Collected data entries
- - -

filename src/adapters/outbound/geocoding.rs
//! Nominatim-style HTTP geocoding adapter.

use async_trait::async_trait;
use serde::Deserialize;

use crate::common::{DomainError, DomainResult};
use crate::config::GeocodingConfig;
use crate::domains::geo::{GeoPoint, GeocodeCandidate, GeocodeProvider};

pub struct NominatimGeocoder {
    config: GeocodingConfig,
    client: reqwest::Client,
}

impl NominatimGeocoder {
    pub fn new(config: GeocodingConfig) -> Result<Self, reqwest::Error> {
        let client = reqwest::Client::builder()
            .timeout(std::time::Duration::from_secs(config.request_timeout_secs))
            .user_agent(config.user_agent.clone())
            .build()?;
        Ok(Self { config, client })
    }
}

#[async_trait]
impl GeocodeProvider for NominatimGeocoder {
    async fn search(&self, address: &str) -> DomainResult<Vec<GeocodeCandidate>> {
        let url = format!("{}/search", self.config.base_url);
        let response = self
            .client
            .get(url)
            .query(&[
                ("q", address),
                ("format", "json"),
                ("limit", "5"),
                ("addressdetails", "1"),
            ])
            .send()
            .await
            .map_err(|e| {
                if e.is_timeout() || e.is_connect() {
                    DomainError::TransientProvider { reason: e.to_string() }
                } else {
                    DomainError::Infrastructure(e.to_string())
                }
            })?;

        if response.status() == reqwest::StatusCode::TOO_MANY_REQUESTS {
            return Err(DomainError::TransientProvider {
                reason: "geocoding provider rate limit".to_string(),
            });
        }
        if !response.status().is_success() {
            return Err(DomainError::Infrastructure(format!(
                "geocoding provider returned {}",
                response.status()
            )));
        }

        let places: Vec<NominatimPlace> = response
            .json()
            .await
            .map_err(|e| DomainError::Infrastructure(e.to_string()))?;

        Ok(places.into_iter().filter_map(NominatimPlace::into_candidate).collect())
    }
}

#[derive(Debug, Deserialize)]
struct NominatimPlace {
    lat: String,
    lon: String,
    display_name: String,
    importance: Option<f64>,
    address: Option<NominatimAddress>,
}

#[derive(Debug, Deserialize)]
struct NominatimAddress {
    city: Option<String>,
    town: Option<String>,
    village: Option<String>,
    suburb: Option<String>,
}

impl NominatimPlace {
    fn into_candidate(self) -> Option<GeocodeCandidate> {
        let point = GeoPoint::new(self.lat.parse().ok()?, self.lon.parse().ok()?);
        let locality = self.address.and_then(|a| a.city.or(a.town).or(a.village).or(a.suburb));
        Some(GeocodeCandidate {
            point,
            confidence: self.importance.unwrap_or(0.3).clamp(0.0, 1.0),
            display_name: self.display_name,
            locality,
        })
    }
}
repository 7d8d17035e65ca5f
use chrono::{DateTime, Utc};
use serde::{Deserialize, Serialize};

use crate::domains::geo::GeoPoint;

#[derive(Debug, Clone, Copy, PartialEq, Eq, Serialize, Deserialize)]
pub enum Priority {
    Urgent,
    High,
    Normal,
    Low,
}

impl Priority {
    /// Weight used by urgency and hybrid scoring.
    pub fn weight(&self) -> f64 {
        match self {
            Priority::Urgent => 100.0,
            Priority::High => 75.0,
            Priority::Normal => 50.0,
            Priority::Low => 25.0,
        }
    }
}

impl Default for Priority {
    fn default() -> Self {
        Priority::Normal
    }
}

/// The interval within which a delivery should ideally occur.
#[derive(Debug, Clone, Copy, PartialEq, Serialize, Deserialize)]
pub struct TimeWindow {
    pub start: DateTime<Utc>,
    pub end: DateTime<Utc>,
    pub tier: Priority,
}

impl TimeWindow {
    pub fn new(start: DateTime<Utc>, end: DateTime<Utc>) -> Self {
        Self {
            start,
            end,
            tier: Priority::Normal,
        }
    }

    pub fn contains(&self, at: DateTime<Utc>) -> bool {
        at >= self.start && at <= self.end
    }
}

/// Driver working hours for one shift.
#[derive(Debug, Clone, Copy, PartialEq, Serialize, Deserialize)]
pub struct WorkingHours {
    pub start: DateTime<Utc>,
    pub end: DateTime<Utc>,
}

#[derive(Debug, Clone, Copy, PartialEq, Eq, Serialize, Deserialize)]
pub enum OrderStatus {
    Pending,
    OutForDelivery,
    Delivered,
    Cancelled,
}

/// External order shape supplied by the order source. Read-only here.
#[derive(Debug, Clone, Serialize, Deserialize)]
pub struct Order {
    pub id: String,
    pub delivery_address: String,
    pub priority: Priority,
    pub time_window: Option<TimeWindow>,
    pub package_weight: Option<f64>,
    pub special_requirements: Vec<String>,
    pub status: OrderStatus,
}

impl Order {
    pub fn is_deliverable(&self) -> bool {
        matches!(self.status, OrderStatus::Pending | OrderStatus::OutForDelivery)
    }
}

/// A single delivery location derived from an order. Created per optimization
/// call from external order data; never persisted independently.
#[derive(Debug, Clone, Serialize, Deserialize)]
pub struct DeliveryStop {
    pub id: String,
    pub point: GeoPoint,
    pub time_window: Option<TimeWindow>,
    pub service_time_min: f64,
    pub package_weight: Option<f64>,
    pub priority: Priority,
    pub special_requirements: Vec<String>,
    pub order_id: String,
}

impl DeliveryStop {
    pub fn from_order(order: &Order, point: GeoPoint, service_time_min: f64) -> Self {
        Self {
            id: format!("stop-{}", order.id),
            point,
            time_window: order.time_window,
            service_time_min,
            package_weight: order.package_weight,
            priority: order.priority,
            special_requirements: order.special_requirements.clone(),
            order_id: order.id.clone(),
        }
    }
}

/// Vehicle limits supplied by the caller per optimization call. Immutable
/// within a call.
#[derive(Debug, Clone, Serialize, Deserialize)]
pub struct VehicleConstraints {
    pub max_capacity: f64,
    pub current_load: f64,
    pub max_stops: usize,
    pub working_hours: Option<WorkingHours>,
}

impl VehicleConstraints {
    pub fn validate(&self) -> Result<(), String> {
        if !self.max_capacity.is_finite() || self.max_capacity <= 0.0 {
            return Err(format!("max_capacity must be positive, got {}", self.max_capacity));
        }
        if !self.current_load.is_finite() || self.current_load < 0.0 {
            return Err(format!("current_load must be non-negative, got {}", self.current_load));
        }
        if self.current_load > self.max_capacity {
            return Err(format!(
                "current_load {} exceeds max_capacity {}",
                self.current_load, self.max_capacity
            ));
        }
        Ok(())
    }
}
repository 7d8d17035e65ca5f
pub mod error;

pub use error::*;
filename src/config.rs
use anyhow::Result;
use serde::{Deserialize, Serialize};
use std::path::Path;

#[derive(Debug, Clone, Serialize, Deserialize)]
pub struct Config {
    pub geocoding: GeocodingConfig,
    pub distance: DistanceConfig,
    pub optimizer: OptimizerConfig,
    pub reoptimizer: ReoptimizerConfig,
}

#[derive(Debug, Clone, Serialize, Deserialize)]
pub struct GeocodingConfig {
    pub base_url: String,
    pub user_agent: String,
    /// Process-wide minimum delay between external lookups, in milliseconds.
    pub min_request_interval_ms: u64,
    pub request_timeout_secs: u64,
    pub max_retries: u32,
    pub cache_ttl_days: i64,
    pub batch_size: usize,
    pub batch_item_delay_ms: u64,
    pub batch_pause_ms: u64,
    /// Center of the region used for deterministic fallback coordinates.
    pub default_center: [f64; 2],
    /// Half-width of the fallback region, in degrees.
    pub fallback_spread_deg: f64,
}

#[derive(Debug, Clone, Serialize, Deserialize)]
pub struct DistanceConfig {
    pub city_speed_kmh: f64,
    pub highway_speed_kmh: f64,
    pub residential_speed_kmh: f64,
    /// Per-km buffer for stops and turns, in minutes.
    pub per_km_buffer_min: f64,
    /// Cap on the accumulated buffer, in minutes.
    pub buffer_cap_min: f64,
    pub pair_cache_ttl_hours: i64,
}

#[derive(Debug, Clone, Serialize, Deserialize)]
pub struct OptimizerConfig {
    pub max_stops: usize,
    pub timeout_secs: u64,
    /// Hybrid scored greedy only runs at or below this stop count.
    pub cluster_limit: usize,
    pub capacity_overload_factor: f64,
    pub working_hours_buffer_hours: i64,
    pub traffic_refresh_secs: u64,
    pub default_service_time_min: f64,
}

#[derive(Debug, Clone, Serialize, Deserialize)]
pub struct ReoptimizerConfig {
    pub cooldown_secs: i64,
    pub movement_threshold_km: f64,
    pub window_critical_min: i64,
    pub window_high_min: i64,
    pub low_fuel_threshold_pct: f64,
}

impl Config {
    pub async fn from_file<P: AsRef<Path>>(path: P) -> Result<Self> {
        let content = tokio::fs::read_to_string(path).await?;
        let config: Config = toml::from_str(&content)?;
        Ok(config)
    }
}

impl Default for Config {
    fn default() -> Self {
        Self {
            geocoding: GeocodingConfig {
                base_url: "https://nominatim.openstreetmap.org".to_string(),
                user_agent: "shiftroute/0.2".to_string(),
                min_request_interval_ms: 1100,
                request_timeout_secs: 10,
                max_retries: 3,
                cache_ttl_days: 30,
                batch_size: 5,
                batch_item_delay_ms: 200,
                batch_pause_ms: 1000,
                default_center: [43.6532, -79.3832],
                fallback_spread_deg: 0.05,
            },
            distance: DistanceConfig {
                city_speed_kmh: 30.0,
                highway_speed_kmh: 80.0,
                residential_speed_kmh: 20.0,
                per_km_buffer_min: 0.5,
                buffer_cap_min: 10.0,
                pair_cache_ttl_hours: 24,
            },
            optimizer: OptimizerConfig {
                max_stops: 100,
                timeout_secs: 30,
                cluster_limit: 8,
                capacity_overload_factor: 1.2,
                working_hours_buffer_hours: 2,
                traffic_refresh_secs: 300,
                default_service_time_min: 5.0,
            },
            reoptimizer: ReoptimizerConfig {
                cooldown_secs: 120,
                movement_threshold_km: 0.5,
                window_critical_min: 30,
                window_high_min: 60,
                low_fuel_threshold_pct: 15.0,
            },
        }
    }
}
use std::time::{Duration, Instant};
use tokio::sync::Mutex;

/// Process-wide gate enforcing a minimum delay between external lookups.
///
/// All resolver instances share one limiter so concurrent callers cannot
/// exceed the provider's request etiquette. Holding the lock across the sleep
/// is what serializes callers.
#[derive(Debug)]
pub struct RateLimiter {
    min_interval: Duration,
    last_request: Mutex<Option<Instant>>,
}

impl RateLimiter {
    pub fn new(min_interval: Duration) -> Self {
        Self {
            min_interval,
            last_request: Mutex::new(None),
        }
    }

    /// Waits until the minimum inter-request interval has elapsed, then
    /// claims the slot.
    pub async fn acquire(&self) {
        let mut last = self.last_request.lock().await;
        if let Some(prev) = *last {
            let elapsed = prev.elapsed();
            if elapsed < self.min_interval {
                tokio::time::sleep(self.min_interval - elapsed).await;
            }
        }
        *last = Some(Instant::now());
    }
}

- - -

* Brief
The lines above from the one containing "#[async_trait]" through the one containing "if response.status() == reqwest::StatusCode::TOO_MANY_REQUESTS" are to be set down exactly, and no others.

* Exercise result
#[async_trait]
impl GeocodeProvider for NominatimGeocoder {
    async fn search(&self, address: &str) -> DomainResult<Vec<GeocodeCandidate>> {
        let url = format!("{}/search", self.config.base_url);
        let response = self
            .client
            .get(url)
            .query(&[
                ("q", address),
                ("format", "json"),
                ("limit", "5"),
                ("addressdetails", "1"),
            ])
            .send()
            .await
            .map_err(|e| {
                if e.is_timeout() || e.is_connect() {
                    DomainError::TransientProvider { reason: e.to_string() }
                } else {
                    DomainError::Infrastructure(e.to_string())
                }
            })?;

        if response.status() == reqwest::StatusCode::TOO_MANY_REQUESTS {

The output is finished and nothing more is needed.